Start of SUPPLIED INFORMATION

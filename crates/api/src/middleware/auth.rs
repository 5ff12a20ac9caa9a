//! Bearer-token verification and the [`AuthUser`] extractor.

use axum::extract::FromRequestParts;
use axum::http::header::AUTHORIZATION;
use axum::http::request::Parts;
use axum::http::HeaderMap;
use taskboard_core::types::DbId;

use crate::auth::jwt::validate_access_token;
use crate::error::{AppError, AppResult};
use crate::state::AppState;

/// Message of the 401 returned to unauthenticated callers.
pub const AUTH_REQUIRED_MESSAGE: &str = "Требуется авторизация";

/// Identity decoded from a verified access token.
#[derive(Debug, Clone, PartialEq, Eq)]
pub struct TokenPayload {
    pub user_id: DbId,
    pub email: String,
}

/// Resolve the caller from the `Authorization` header.
///
/// Returns `Ok(None)` when the header is missing, is not a Bearer token,
/// fails signature or expiry checks, or names a user that no longer exists.
/// Only a store failure while checking the user is an error.
pub async fn user_from_headers(
    headers: &HeaderMap,
    state: &AppState,
) -> AppResult<Option<TokenPayload>> {
    let Some(token) = headers
        .get(AUTHORIZATION)
        .and_then(|v| v.to_str().ok())
        .and_then(|v| v.strip_prefix("Bearer "))
    else {
        return Ok(None);
    };

    let claims = match validate_access_token(token, &state.config.jwt) {
        Ok(claims) => claims,
        Err(e) => {
            tracing::debug!(error = %e, "Rejected access token");
            return Ok(None);
        }
    };

    if state.store.find_user_by_id(claims.user_id).await?.is_none() {
        tracing::debug!(user_id = claims.user_id, "Access token names a missing user");
        return Ok(None);
    }

    Ok(Some(TokenPayload {
        user_id: claims.user_id,
        email: claims.email,
    }))
}

/// Authenticated user, required by every protected handler.
///
/// ```ignore
/// async fn my_handler(user: AuthUser) -> AppResult<ApiResponse<()>> {
///     tracing::info!(user_id = user.user_id, "handling request");
///     Ok(ApiResponse::empty())
/// }
/// ```
#[derive(Debug, Clone)]
pub struct AuthUser {
    pub user_id: DbId,
    pub email: String,
}

impl FromRequestParts<AppState> for AuthUser {
    type Rejection = AppError;

    async fn from_request_parts(
        parts: &mut Parts,
        state: &AppState,
    ) -> Result<Self, Self::Rejection> {
        let payload = user_from_headers(&parts.headers, state)
            .await?
            .ok_or_else(|| AppError::unauthorized(AUTH_REQUIRED_MESSAGE))?;

        Ok(AuthUser {
            user_id: payload.user_id,
            email: payload.email,
        })
    }
}
//! Static repositories, one per table. Each takes a `&PgPool`.

pub mod session_repo;
pub mod task_list_repo;
pub mod task_repo;
pub mod user_repo;

pub use session_repo::SessionRepo;
pub use task_list_repo::TaskListRepo;
pub use task_repo::TaskRepo;
pub use user_repo::UserRepo;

End of SUPPLIED INFORMATION

## WHAT TO DO
Please make an exact copy of the lines above from the line with "use crate::auth::jwt::validate_access_token;" through the line with "#[derive(Debug, Clone, PartialEq, Eq)]", both ends included.

## WRITTEN ANSWER
use crate::auth::jwt::validate_access_token;
use crate::error::{AppError, AppResult};
use crate::state::AppState;

/// Message of the 401 returned to unauthenticated callers.
pub const AUTH_REQUIRED_MESSAGE: &str = "Требуется авторизация";

/// Identity decoded from a verified access token.
#[derive(Debug, Clone, PartialEq, Eq)]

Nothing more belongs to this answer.